*** Block opens ***
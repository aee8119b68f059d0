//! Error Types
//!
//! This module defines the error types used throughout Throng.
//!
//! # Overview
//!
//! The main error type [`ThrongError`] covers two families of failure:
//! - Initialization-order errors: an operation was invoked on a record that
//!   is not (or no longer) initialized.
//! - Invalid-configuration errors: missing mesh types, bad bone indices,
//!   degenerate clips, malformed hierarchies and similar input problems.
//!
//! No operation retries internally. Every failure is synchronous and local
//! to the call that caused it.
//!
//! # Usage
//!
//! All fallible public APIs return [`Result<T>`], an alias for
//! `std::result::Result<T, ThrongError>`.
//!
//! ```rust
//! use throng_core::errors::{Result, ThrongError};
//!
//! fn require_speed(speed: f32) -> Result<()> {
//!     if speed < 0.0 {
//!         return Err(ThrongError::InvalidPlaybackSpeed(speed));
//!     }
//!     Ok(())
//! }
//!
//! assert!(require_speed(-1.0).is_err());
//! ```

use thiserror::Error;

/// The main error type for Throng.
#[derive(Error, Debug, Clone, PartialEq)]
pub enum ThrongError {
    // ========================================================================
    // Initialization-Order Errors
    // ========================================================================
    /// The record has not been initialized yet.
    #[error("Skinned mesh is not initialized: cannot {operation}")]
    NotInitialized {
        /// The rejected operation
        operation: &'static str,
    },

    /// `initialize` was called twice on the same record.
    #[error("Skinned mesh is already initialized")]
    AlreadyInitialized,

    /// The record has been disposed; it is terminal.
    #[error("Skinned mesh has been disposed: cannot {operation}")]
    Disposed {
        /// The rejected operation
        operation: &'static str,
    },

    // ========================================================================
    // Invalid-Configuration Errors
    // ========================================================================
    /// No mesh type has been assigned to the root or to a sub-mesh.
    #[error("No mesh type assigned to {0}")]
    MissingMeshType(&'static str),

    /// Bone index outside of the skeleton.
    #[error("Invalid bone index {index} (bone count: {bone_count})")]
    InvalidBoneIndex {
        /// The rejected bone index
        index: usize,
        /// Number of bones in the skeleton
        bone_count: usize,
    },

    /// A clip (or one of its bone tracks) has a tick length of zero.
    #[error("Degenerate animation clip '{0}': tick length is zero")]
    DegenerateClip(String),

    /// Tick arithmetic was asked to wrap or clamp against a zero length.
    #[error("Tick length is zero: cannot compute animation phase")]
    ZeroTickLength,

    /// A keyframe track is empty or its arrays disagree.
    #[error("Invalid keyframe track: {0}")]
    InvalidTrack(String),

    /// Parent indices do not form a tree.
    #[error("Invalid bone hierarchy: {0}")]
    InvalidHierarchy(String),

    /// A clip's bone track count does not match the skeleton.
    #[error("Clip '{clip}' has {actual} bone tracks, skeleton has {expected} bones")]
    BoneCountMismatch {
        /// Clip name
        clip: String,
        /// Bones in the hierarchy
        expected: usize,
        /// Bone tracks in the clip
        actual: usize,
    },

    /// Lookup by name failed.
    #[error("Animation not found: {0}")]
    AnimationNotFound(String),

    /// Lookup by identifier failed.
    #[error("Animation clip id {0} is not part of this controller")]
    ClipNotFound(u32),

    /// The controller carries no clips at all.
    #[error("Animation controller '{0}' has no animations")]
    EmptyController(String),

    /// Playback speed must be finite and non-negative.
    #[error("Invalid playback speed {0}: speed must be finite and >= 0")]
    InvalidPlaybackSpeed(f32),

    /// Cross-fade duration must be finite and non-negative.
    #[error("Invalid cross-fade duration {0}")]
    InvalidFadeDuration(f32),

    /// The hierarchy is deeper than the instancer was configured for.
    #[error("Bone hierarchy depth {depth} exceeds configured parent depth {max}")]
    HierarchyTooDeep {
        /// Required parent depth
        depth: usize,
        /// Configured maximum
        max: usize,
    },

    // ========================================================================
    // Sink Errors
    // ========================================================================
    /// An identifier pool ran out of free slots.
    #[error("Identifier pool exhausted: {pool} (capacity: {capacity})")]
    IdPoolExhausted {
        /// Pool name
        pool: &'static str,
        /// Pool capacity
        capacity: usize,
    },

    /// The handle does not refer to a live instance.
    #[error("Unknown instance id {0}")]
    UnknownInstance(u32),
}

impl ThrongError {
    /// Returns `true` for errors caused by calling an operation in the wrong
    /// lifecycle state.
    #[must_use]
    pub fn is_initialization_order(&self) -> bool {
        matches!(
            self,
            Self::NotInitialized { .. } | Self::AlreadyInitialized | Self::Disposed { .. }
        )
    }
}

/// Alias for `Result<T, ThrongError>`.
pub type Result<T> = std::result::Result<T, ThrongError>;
*** Block closes ***
◆ **Aim of the exercise**
Would you please show every line of the material above that includes the string "been"?

◆ **Task output**
    /// The record has not been initialized yet.
    /// The record has been disposed; it is terminal.
    #[error("Skinned mesh has been disposed: cannot {operation}")]
    /// No mesh type has been assigned to the root or to a sub-mesh.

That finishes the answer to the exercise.